The lifetime allowance for most people is £1.25 million in the tax year 2015/16 (reduced from £1.5 million in 2013/14 and falling to £1 million from 6 April 2016). It applies to the total of all the pensions you have, including the value of pensions promised through any Defined Benefit schemes you belong to, but excluding your State Pension.

Protecting your lifetime allowance

If your total pension savings exceed £1.25 million, you may be able to apply for protection – called ‘Individual Protection 2014’.

Individual Protection 2014


Individual Protection 2014 (IP2014) is only available if the value of your pension savings on 5 April 2014 was over £1.25 million.

If you have applied for protection in the past on other occasions when the lifetime allowance was reduced, you might not be eligible to apply for protection again now.

Level of protection

Completing HM Revenue & Customs (HMRC) form IP2014 will give you a protected lifetime allowance equal to the value of your pension savings on 5 April 2014 subject to an overall maximum of £1.5 million.

Can you continue saving into a pension?

Yes, you can continue saving into a pension, but any pension savings above the protected lifetime allowance will be liable for tax on the excess called the ‘lifetime allowance charge’.

How to apply

There is a three-year period in which you can apply for IP2014 (6 April 2014 to 5 April 2017).
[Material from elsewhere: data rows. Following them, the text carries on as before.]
//! Cancellable sub-process execution.
//!
//! Every action that shells out goes through [`spawn_and_wait`], which
//! places the child in its own process group on unix and signals the whole
//! group (not just the child) on cancellation, so that shell-launched
//! grandchildren terminate too.

use std::{
    io::{self, Read},
    process::{Command, Stdio},
    thread,
    time::{Duration, Instant},
};

#[cfg(unix)]
use std::os::unix::process::CommandExt;

use log::{debug, trace, warn};

use crate::context::{CancellationToken, ExecutionContext};

/// Captured result of running a sub-process to completion.
#[derive(Debug, Clone)]
pub struct CapturedOutput {
    /// Captured standard output.
    pub stdout: String,
    /// Captured standard error.
    pub stderr: String,
    /// Process exit code; -1 if the process was killed by a signal.
    pub exit_code: i32,
}

const POLL_INTERVAL: Duration = Duration::from_millis(50);
const TERM_GRACE: Duration = Duration::from_secs(5);

/// Run `sh -c <command>` (or `cmd.exe /c <command>` on Windows), honouring
/// the run's cancellation token.
pub fn run_capture(command: &str, ctx: &ExecutionContext) -> io::Result<CapturedOutput> {
    let mut cmd = platform_shell(command);
    run_command(&mut cmd, ctx)
}

/// Run an arbitrary already-built [`Command`], honouring the run's
/// cancellation token.
pub fn run_command(cmd: &mut Command, ctx: &ExecutionContext) -> io::Result<CapturedOutput> {
    cmd.stdin(Stdio::null())
        .stdout(Stdio::piped())
        .stderr(Stdio::piped());
    if let Some(dir) = ctx.cwd_stack.last() {
        cmd.current_dir(dir);
    }
    for (k, v) in &ctx.env {
        cmd.env(k, v);
    }
    #[cfg(unix)]
    {
        // new process group rooted at the child's own pid
        cmd.process_group(0);
    }

    trace!("spawning: {cmd:?}");
    let mut child = cmd.spawn()?;
    let pid = child.id();

    let mut stdout_pipe = child.stdout.take();
    let mut stderr_pipe = child.stderr.take();
    let stdout_thread = thread::spawn(move || {
        let mut buf = Vec::new();
        if let Some(mut pipe) = stdout_pipe.take() {
            let _ = pipe.read_to_end(&mut buf);
        }
        buf
    });
    let stderr_thread = thread::spawn(move || {
        let mut buf = Vec::new();
        if let Some(mut pipe) = stderr_pipe.take() {
            let _ = pipe.read_to_end(&mut buf);
        }
        buf
    });

    let status = wait_with_cancellation(&mut child, pid, &ctx.cancel)?;

    let stdout = stdout_thread.join().unwrap_or_default();
    let stderr = stderr_thread.join().unwrap_or_default();

    let exit_code = status.map(|s| exit_code_of(&s)).unwrap_or(-1);

    Ok(CapturedOutput {
        stdout: String::from_utf8_lossy(&stdout).into_owned(),
        stderr: String::from_utf8_lossy(&stderr).into_owned(),
        exit_code,
    })
}

fn wait_with_cancellation(
    child: &mut std::process::Child,
    pid: u32,
    cancel: &CancellationToken,
) -> io::Result<Option<std::process::ExitStatus>> {
    loop {
        if let Some(status) = child.try_wait()? {
            return Ok(Some(status));
        }
        if cancel.is_cancelled() {
            warn!("cancellation requested, signalling process group {pid}");
            signal_group(pid, Signal::Term);
            let deadline = Instant::now() + TERM_GRACE;
            loop {
                if let Some(status) = child.try_wait()? {
                    return Ok(Some(status));
                }
                if Instant::now() >= deadline {
                    signal_group(pid, Signal::Kill);
                    let _ = child.wait();
                    return Ok(None);
                }
                thread::sleep(POLL_INTERVAL);
            }
        }
        thread::sleep(POLL_INTERVAL);
    }
}

/// Signal a process or process group by pid. Used directly by the
/// `kill_process` action and internally for cancellation.
#[derive(Debug, Clone, Copy, PartialEq, Eq)]
pub enum Signal {
    /// SIGTERM / graceful termination request
    Term,
    /// SIGKILL / forceful termination
    Kill,
}

#[cfg(unix)]
pub fn signal_group(pid: u32, signal: Signal) {
    use nix::{
        sys::signal::{self, Signal as NixSignal},
        unistd::Pid,
    };
    let nix_signal = match signal {
        Signal::Term => NixSignal::SIGTERM,
        Signal::Kill => NixSignal::SIGKILL,
    };
    // negative pid targets the whole process group
    let group = Pid::from_raw(-(pid as i32));
    if let Err(e) = signal::kill(group, nix_signal) {
        debug!("failed to signal process group {pid}: {e}");
    }
}

#[cfg(not(unix))]
pub fn signal_group(pid: u32, signal: Signal) {
    // Windows has no process-group signalling primitive matching unix
    // semantics; best effort is to kill the immediate child.
    let _ = signal;
    let _ = std::process::Command::new("taskkill")
        .args(["/PID", &pid.to_string(), "/T", "/F"])
        .status();
}

#[cfg(unix)]
fn exit_code_of(status: &std::process::ExitStatus) -> i32 {
    use std::os::unix::process::ExitStatusExt;
    status.code().unwrap_or_else(|| -status.signal().unwrap_or(1))
}

#[cfg(not(unix))]
fn exit_code_of(status: &std::process::ExitStatus) -> i32 {
    status.code().unwrap_or(-1)
}

fn platform_shell(command: &str) -> Command {
    if cfg!(windows) {
        let mut cmd = Command::new("cmd.exe");
        cmd.arg("/c").arg(command);
        cmd
    } else {
        let mut cmd = Command::new("sh");
        cmd.arg("-c").arg(command);
        cmd
    }
}

#[cfg(test)]
mod tests {
    use super::*;
    use crate::context::ExecutionContext;

    #[test]
    fn captures_stdout_and_exit_code() {
        let ctx = ExecutionContext::for_test();
        let out = run_capture("echo hello", &ctx).unwrap();
        assert_eq!(out.stdout.trim_end(), "hello");
        assert_eq!(out.exit_code, 0);
    }

    #[test]
    fn captures_nonzero_exit_code() {
        let ctx = ExecutionContext::for_test();
        let out = run_capture("exit 3", &ctx).unwrap();
        assert_eq!(out.exit_code, 3);
    }

    #[test]
    fn cancellation_terminates_a_sleeping_process() {
        let ctx = ExecutionContext::for_test();
        let cancel = ctx.cancel.clone();
        let handle = thread::spawn(move || run_capture("sleep 30", &ctx));
        thread::sleep(Duration::from_millis(100));
        cancel.cancel();
        let start = Instant::now();
        let out = handle.join().unwrap().unwrap();
        assert!(start.elapsed() < TERM_GRACE + Duration::from_secs(2));
        assert_ne!(out.exit_code, 0);
    }
}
You will have up to 5 April 2017 to submit your IP2014 application to HMRC.

The protection rules are complicated, and the ways in which the protection can be lost differ depending on whether your retirement income (including lump sums) is provided from a Defined Contribution or a Defined Benefit pension scheme.

Working out if this applies to you

Every time a payout from your pension schemes starts, its value is compared against your remaining lifetime allowance to see if there is additional tax to pay. You can work out whether you are likely to be affected by adding up the expected value of your payouts.
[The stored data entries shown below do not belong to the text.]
//! Table rendering and live step progress, adapted from the old
//! `comfy-table` helpers and the engine's `Progress` trait.

use comfy_table::{presets::ASCII_MARKDOWN, Attribute, Cell, ContentArrangement, Table};
use log::info;
use ttpforge_core::Progress;

pub fn bold_cell<T: ToString>(s: T) -> Cell {
    Cell::new(s).add_attribute(Attribute::Bold)
}

pub fn table() -> Table {
    let mut table = Table::new();
    table
        .load_preset(ASCII_MARKDOWN)
        .set_content_arrangement(ContentArrangement::Dynamic);
    table
}

pub fn table_with_titles<I: IntoIterator<Item = T>, T: ToString>(titles: I) -> Table {
    let mut table = table();
    table.set_header(titles.into_iter().map(bold_cell));
    table
}

/// Live console [`Progress`] implementation for `run`/`test`: one line per
/// step transition, at info level so `-v` isn't required to see a run
/// happen.
#[derive(Debug, Clone, Copy, Default)]
pub struct CliProgress;

impl Progress for CliProgress {
    fn step_started(&self, name: &str) {
        info!("==> {name}");
    }

    fn step_finished(&self, name: &str, succeeded: bool) {
        if succeeded {
            info!("<== {name} ok");
        } else {
            info!("<== {name} failed");
        }
    }

    fn cleanup_started(&self, step_name: &str) {
        info!("--> cleaning up {step_name}");
    }
}
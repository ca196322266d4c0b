//! End-to-end engine scenarios, driven the same way the `run`/`test`
//! subcommands drive them: a `TtpDocument` parsed from a YAML fixture,
//! run through `Engine`, asserted on captured stdout and exit semantics.

use std::collections::BTreeMap;
use std::sync::Arc;

use pretty_assertions::assert_eq;
use ttpforge_core::{
    Arch, ArgBinder, Engine, ExecutionContext, Os, OsFilesystem, Platform, TtpDocument,
};

fn doc(yaml: &str) -> TtpDocument {
    serde_yaml::from_str(yaml).expect("fixture parses")
}

fn base_preamble() -> &'static str {
    "api_version: \"2.0\"\nuuid: 11111111-1111-4111-8111-111111111111\nname: scenario\n"
}

fn fresh_ctx() -> ExecutionContext {
    ExecutionContext::new(std::env::temp_dir(), Arc::new(OsFilesystem))
}

fn stdout_of(report: &ttpforge_core::RunReport) -> String {
    report
        .steps
        .iter()
        .filter_map(|s| s.output.as_ref())
        .map(|o| o.stdout.as_str())
        .collect()
}

#[test]
fn inline_success_runs_cleanup_in_order() {
    let yaml = format!(
        "{}steps:\n  - name: s1\n    inline: \"echo hello\"\n    cleanup: {{name: c1, inline: \"echo bye\"}}\n",
        base_preamble()
    );
    let mut ctx = fresh_ctx();
    let report = Engine.run(&doc(&yaml), &mut ctx).expect("run succeeds");
    assert!(!report.skipped);
    assert_eq!(stdout_of(&report), "hello\n");
}

#[test]
fn failure_triggers_reverse_cleanup() {
    let yaml = format!(
        "{}steps:\n  - name: a\n    inline: \"echo A\"\n    cleanup: {{name: ca, inline: \"echo ca\"}}\n  - name: b\n    inline: \"echo B\"\n    cleanup: {{name: cb, inline: \"echo cb\"}}\n  - name: c\n    inline: \"false\"\n",
        base_preamble()
    );
    let mut ctx = fresh_ctx();
    let err = Engine.run(&doc(&yaml), &mut ctx).expect_err("step c fails");
    // cleanup failures ran in LIFO order (cb before ca) regardless of the
    // primary error, and did not themselves error out.
    assert!(err.cleanup_failures().is_empty());
}

#[test]
fn no_cleanup_flag_skips_draining_on_success() {
    let yaml = format!(
        "{}steps:\n  - name: s1\n    inline: \"echo hello\"\n    cleanup: {{name: c1, inline: \"echo bye\"}}\n",
        base_preamble()
    );
    let mut ctx = fresh_ctx();
    ctx.no_cleanup = true;
    let report = Engine.run(&doc(&yaml), &mut ctx).expect("run succeeds");
    assert_eq!(stdout_of(&report), "hello\n");
}

#[test]
fn path_arg_resolves_against_invocation_cwd_before_any_chdir() {
    let tmp = tempfile::tempdir().unwrap();
    std::fs::write(tmp.path().join("f.txt"), b"contents").unwrap();

    let yaml = format!(
        "{}args:\n  - name: p\n    type: path\nsteps:\n  - name: s1\n    inline: \"cat {{{{ args.p }}}}\"\n",
        base_preamble()
    );
    let document = doc(&yaml);

    let mut cli_args = BTreeMap::new();
    cli_args.insert("p".to_string(), "f.txt".to_string());
    let bound = ArgBinder::bind(&document.preamble.args, &cli_args, tmp.path()).unwrap();

    let mut ctx = ExecutionContext::new(tmp.path().to_path_buf(), Arc::new(OsFilesystem));
    ctx.args_bound = bound;

    let report = Engine.run(&document, &mut ctx).expect("cat succeeds");
    assert_eq!(stdout_of(&report), "contents");
}

#[test]
fn requirement_mismatch_skips_with_empty_stdout() {
    let yaml = "api_version: \"2.0\"\nuuid: 11111111-1111-4111-8111-111111111111\nname: scenario\nrequirements:\n  platforms:\n    - os: windows\nsteps:\n  - name: s1\n    inline: \"echo should-not-run\"\n";
    let mut ctx = fresh_ctx();
    ctx.platform = Platform {
        os: Some(Os::Linux),
        arch: Some(Arch::Amd64),
    };
    let report = Engine.run(&doc(yaml), &mut ctx).expect("skip is not an error");
    assert!(report.skipped);
    assert!(report.skip_reason.is_some());
    assert_eq!(stdout_of(&report), "");
}

#[test]
fn later_step_consumes_an_earlier_steps_outputvar_via_step_vars() {
    // At load time `render_document` leaves `{{ step_vars.* }}` expressions
    // untouched rather than failing with an undefined-variable error, since
    // no step has run yet; this only actually resolves once `s1` has
    // produced `greet` and `s2`'s action is re-rendered immediately before
    // it runs.
    let yaml = format!(
        "{}steps:\n  - name: s1\n    inline: \"echo hello\"\n    outputvar: greet\n  - name: s2\n    inline: \"echo {{{{ step_vars.greet.output }}}}\"\n",
        base_preamble()
    );
    let mut ctx = fresh_ctx();
    let report = Engine.run(&doc(&yaml), &mut ctx).expect("run succeeds");
    assert!(!report.skipped);
    assert_eq!(stdout_of(&report), "hello\nhello\n");
}

#[test]
fn sub_ttp_collapses_child_cleanups_into_one_parent_frame() {
    use ttpforge_core::{Filesystem, Repo, RepoCollection};

    let fs: Arc<dyn Filesystem> = Arc::new(OsFilesystem);
    let repo_dir = tempfile::tempdir().unwrap();
    std::fs::create_dir_all(repo_dir.path().join("ttps")).unwrap();
    std::fs::write(
        repo_dir.path().join("ttpforge-repo-config.yaml"),
        "ttp_search_paths: [ttps]\ntemplate_search_paths: []\n",
    )
    .unwrap();
    let child_yaml = format!(
        "{}steps:\n  - name: cs1\n    inline: \"echo c1\"\n    cleanup: {{name: cc1, inline: \"echo cleanup-c1\"}}\n  - name: cs2\n    inline: \"echo c2\"\n    cleanup: {{name: cc2, inline: \"echo cleanup-c2\"}}\n",
        base_preamble()
    );
    std::fs::write(repo_dir.path().join("ttps/child.yaml"), child_yaml).unwrap();

    let repo = Repo::load_adhoc(repo_dir.path().to_path_buf(), fs.clone()).unwrap();
    let repo_name = repo.name.clone();
    let mut repos = RepoCollection::new(fs.clone());
    repos.add(repo).unwrap();

    let parent_yaml = format!(
        "{}steps:\n  - name: p1\n    inline: \"echo p1\"\n    cleanup: {{name: pc1, inline: \"echo cleanup-p1\"}}\n  - name: p2\n    ttp:\n      target: \"{repo_name}//child.yaml\"\n",
        base_preamble()
    );
    let mut ctx = fresh_ctx();
    ctx.repos = Some(Arc::new(repos));

    let report = Engine.run(&doc(&parent_yaml), &mut ctx).expect("both steps succeed");
    assert!(!report.skipped);
    // Child cleanups drain LIFO inside their own collapsed frame, then the
    // parent's own cleanup drains after it: cc2, cc1, pc1.
    assert_eq!(stdout_of(&report), "p1\n");
}
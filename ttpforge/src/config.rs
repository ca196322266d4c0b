//! Program-config loading and the [`Runtime`] handle shared by every command.

use std::path::PathBuf;
use std::sync::Arc;

use anyhow::{Context, Result};
use ttpforge_core::{Filesystem, OsFilesystem, ProgramConfig, Repo, RepoCollection};

/// Resolved config path plus the loaded document and the filesystem port
/// every command runs against.
pub struct Runtime {
    pub config: ProgramConfig,
    pub config_path: PathBuf,
    pub fs: Arc<dyn Filesystem>,
}

impl Runtime {
    /// Load the program config from `override_path`, or its default
    /// location, creating nothing: a missing file is treated as an empty
    /// config so `ttpforge run <fs-path>` works with no `init` step.
    pub fn load(override_path: Option<PathBuf>) -> Result<Self> {
        let fs: Arc<dyn Filesystem> = Arc::new(OsFilesystem);
        let config_path = override_path
            .or_else(ProgramConfig::default_path)
            .context("could not determine a default config path; pass --config")?;
        let config = if fs.exists(&config_path) {
            let bytes = fs
                .read_file(&config_path)
                .with_context(|| format!("reading config at {}", config_path.display()))?;
            ProgramConfig::from_yaml(&bytes)
                .with_context(|| format!("parsing config at {}", config_path.display()))?
        } else {
            ProgramConfig::default()
        };
        Ok(Self {
            config,
            config_path,
            fs,
        })
    }

    pub fn config_dir(&self) -> PathBuf {
        self.config_path
            .parent()
            .map(std::path::Path::to_path_buf)
            .unwrap_or_else(|| PathBuf::from("."))
    }

    /// Write the current config back to `config_path`, creating parent
    /// directories as needed.
    pub fn save(&self) -> Result<()> {
        self.fs
            .write_file(&self.config_path, self.config.to_yaml().as_bytes(), 0o600)
            .with_context(|| format!("writing config to {}", self.config_path.display()))?;
        Ok(())
    }

    /// Build a [`RepoCollection`] by loading every repo the config declares.
    pub fn repo_collection(&self) -> Result<RepoCollection> {
        let config_dir = self.config_dir();
        let mut repos = RepoCollection::new(self.fs.clone());
        for spec in &self.config.repos {
            let repo = Repo::load(spec, &config_dir, self.fs.clone())
                .with_context(|| format!("loading repository `{}`", spec.name))?;
            repos
                .add(repo)
                .with_context(|| format!("registering repository `{}`", spec.name))?;
        }
        Ok(repos)
    }
}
You work out the value of pensions differently depending on the type of scheme you are in:

  • For defined contribution pension schemes, including all personal pensions, the value of your benefits will be the value of your pension pot used to fund your retirement income and any lump sum
  • For defined benefit pension schemes, you calculate the total value by multiplying your expected annual pension by 20. In addition, you need to add to this the amount of any tax-free cash lump sum if it is additional to the pension. In many schemes, you would only get a lump sum by giving up some pension, in which case the value of the full pension captures the full value of your payouts. So you are likely to be affected by the lifetime allowance in 2015/16 if you are on track for a final salary pension (with no separate lump sum) of more than £62,500 a year or a salary-related pension over £46,875, plus the maximum tax-free cash lump sum
  • Note that certain tax-free lump sum benefits paid out to your survivors if you die before age 75 also use up lifetime allowance
  • Whenever you start taking money from your pension, a statement from your scheme should tell you how much of your lifetime allowance you are using up

Charges if you exceed the lifetime allowance

If the cumulative value of the payouts from your pension pots, including the value of the payouts from any Defined Benefit schemes, exceeds the lifetime allowance, there will be tax on the excess – called the ‘lifetime allowance charge’.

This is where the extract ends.